____ PROVIDED RECORDS
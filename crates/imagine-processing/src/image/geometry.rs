//! Canvas geometry: cropping, chopping, padding, borders and frames

use super::filters::{blur_sigma, MAX_BLUR_SIGMA};
use image::{imageops, DynamicImage, GenericImageView, Rgba, RgbaImage};
use imagine_core::{BackendError, Dimensions, FrameGeometry, Geometry, Gravity};

/// Light and dark shades used for bevels, as alpha blend factors
const HIGHLIGHT: f32 = 0.45;
const SHADOW: f32 = 0.45;

/// Geometry operations anchored by gravity
pub struct ImageGeometry;

impl ImageGeometry {
    /// Clip `region` (anchored by `gravity`) against the image bounds.
    ///
    /// A zero width or height selects the full image extent on that axis.
    /// Returns `(x, y, width, height)` or `None` when nothing overlaps.
    fn clip(
        img: &DynamicImage,
        region: Geometry,
        gravity: Gravity,
    ) -> Option<(u32, u32, u32, u32)> {
        let (width, height) = img.dimensions();
        let w = if region.width == 0 { width } else { region.width };
        let h = if region.height == 0 { height } else { region.height };

        let (ax, ay) = gravity.anchor((width, height), (w, h), (region.x, region.y));
        let x0 = ax.max(0);
        let y0 = ay.max(0);
        let x1 = (ax + w as i64).min(width as i64);
        let y1 = (ay + h as i64).min(height as i64);

        if x1 <= x0 || y1 <= y0 {
            return None;
        }
        Some((x0 as u32, y0 as u32, (x1 - x0) as u32, (y1 - y0) as u32))
    }

    /// Keep only `region` of the image
    pub fn crop(
        img: &DynamicImage,
        region: Geometry,
        gravity: Gravity,
    ) -> Result<DynamicImage, BackendError> {
        let (x, y, w, h) =
            Self::clip(img, region, gravity).ok_or_else(|| BackendError::UnsupportedValue {
                setting: "crop",
                value: region.to_string(),
            })?;
        Ok(img.crop_imm(x, y, w, h))
    }

    /// Remove the rows and columns covered by `region`
    pub fn chop(img: &DynamicImage, region: Geometry, gravity: Gravity) -> DynamicImage {
        let rgba = img.to_rgba8();
        let (width, height) = rgba.dimensions();
        let columns = region.width.min(width);
        let rows = region.height.min(height);

        let full = Geometry::new(
            if columns == 0 { width } else { columns },
            if rows == 0 { height } else { rows },
            region.x,
            region.y,
        );
        let Some((x, y, w, h)) = Self::clip(img, full, gravity) else {
            return img.clone();
        };
        let cut_x = if columns == 0 { 0..0 } else { x..x + w };
        let cut_y = if rows == 0 { 0..0 } else { y..y + h };

        let new_width = width - cut_x.len() as u32;
        let new_height = height - cut_y.len() as u32;
        if new_width == 0 || new_height == 0 {
            return img.clone();
        }

        let mut chopped = RgbaImage::new(new_width, new_height);
        let mut dy = 0;
        for sy in (0..height).filter(|row| !cut_y.contains(row)) {
            let mut dx = 0;
            for sx in (0..width).filter(|col| !cut_x.contains(col)) {
                chopped.put_pixel(dx, dy, *rgba.get_pixel(sx, sy));
                dx += 1;
            }
            dy += 1;
        }

        DynamicImage::ImageRgba8(chopped)
    }

    /// Canvas size of `extent`: zero sides keep the image's size.
    pub fn extent_size((width, height): (u32, u32), size: Dimensions) -> (u32, u32) {
        (
            if size.width == 0 { width } else { size.width },
            if size.height == 0 { height } else { size.height },
        )
    }

    /// Canvas size of `border`.
    pub fn border_size(
        dimensions: (u32, u32),
        size: Dimensions,
    ) -> Result<(u32, u32), BackendError> {
        grow("border", dimensions, (size.width, size.height), 2)
    }

    /// Canvas size of `frame`.
    pub fn frame_size(
        dimensions: (u32, u32),
        frame: FrameGeometry,
    ) -> Result<(u32, u32), BackendError> {
        grow("frame", dimensions, (frame.width, frame.height), 2)
    }

    /// Canvas size of `shadow`.
    pub fn shadow_size(dimensions: (u32, u32), sigma: u32) -> Result<(u32, u32), BackendError> {
        let step = shadow_step(sigma);
        grow("shadow", dimensions, (step, step), 3)
    }

    /// Place the image on a `size` canvas filled with `fill`
    pub fn extent(
        img: &DynamicImage,
        size: Dimensions,
        gravity: Gravity,
        fill: Rgba<u8>,
    ) -> DynamicImage {
        let (width, height) = img.dimensions();
        let (w, h) = Self::extent_size((width, height), size);

        let mut canvas = RgbaImage::from_pixel(w, h, fill);
        let (x, y) = gravity.anchor((w, h), (width, height), (0, 0));
        imageops::overlay(&mut canvas, &img.to_rgba8(), x, y);
        DynamicImage::ImageRgba8(canvas)
    }

    /// Surround the image with `size` pixels of `color`
    pub fn border(
        img: &DynamicImage,
        size: Dimensions,
        color: Rgba<u8>,
    ) -> Result<DynamicImage, BackendError> {
        let (canvas_w, canvas_h) = Self::border_size(img.dimensions(), size)?;
        let mut canvas = RgbaImage::from_pixel(canvas_w, canvas_h, color);
        imageops::overlay(
            &mut canvas,
            &img.to_rgba8(),
            size.width as i64,
            size.height as i64,
        );
        Ok(DynamicImage::ImageRgba8(canvas))
    }

    /// Surround the image with a bevelled `matte` frame
    pub fn frame(
        img: &DynamicImage,
        frame: FrameGeometry,
        matte: Rgba<u8>,
    ) -> Result<DynamicImage, BackendError> {
        let (width, height) = img.dimensions();
        let (canvas_w, canvas_h) = Self::frame_size((width, height), frame)?;
        let mut canvas = RgbaImage::from_pixel(canvas_w, canvas_h, matte);

        // Outer bevel is raised
        shade(
            &mut canvas,
            (0, 0, canvas_w, canvas_h),
            (frame.outer_bevel, frame.outer_bevel),
            true,
        );

        // Inner bevel is sunken, directly around the picture
        let inner = frame.inner_bevel;
        let (ix, iy) = (
            frame.width.saturating_sub(inner),
            frame.height.saturating_sub(inner),
        );
        shade(
            &mut canvas,
            (ix, iy, canvas_w - 2 * ix, canvas_h - 2 * iy),
            (inner, inner),
            false,
        );

        imageops::overlay(
            &mut canvas,
            &img.to_rgba8(),
            frame.width as i64,
            frame.height as i64,
        );
        Ok(DynamicImage::ImageRgba8(canvas))
    }

    /// Darken the top and left edges and lighten the bottom and right ones
    pub fn lower(img: &DynamicImage, size: Dimensions) -> DynamicImage {
        let mut rgba = img.to_rgba8();
        let (width, height) = rgba.dimensions();
        shade(&mut rgba, (0, 0, width, height), (size.width, size.height), false);
        DynamicImage::ImageRgba8(rgba)
    }

    /// Remove edges that match the top-left pixel
    pub fn trim(img: &DynamicImage) -> DynamicImage {
        let rgba = img.to_rgba8();
        let (width, height) = rgba.dimensions();
        if width == 0 || height == 0 {
            return img.clone();
        }
        let background = *rgba.get_pixel(0, 0);

        let mut bounds: Option<(u32, u32, u32, u32)> = None;
        for (x, y, pixel) in rgba.enumerate_pixels() {
            if *pixel == background {
                continue;
            }
            bounds = Some(match bounds {
                None => (x, y, x, y),
                Some((x0, y0, x1, y1)) => (x0.min(x), y0.min(y), x1.max(x), y1.max(y)),
            });
        }

        match bounds {
            Some((x0, y0, x1, y1)) => img.crop_imm(x0, y0, x1 - x0 + 1, y1 - y0 + 1),
            None => img.clone(),
        }
    }

    /// Drop a blurred `color` shadow behind the image.
    ///
    /// The canvas grows by three sigmas on each axis; the shadow is offset
    /// one sigma down and to the right of the picture.
    pub fn shadow(
        img: &DynamicImage,
        opacity: u32,
        sigma: u32,
        color: Rgba<u8>,
    ) -> Result<DynamicImage, BackendError> {
        let rgba = img.to_rgba8();
        let (canvas_w, canvas_h) = Self::shadow_size(rgba.dimensions(), sigma)?;
        let step = shadow_step(sigma);
        let opacity = opacity.min(100) as f32 / 100.0;

        let mut silhouette = RgbaImage::new(canvas_w, canvas_h);
        for (x, y, pixel) in rgba.enumerate_pixels() {
            let alpha = (pixel[3] as f32 * opacity * color[3] as f32 / 255.0).round() as u8;
            silhouette.put_pixel(
                x + 2 * step,
                y + 2 * step,
                Rgba([color[0], color[1], color[2], alpha]),
            );
        }

        let mut canvas = if sigma > 0 {
            imageops::blur(&silhouette, blur_sigma(sigma as f32))
        } else {
            silhouette
        };
        imageops::overlay(&mut canvas, &rgba, step as i64, step as i64);
        Ok(DynamicImage::ImageRgba8(canvas))
    }
}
________
• WHAT IS NEEDED
Lines in the listing that include the word "fill": how many are there? Give the number alone.

• SOLUTION BELOW
3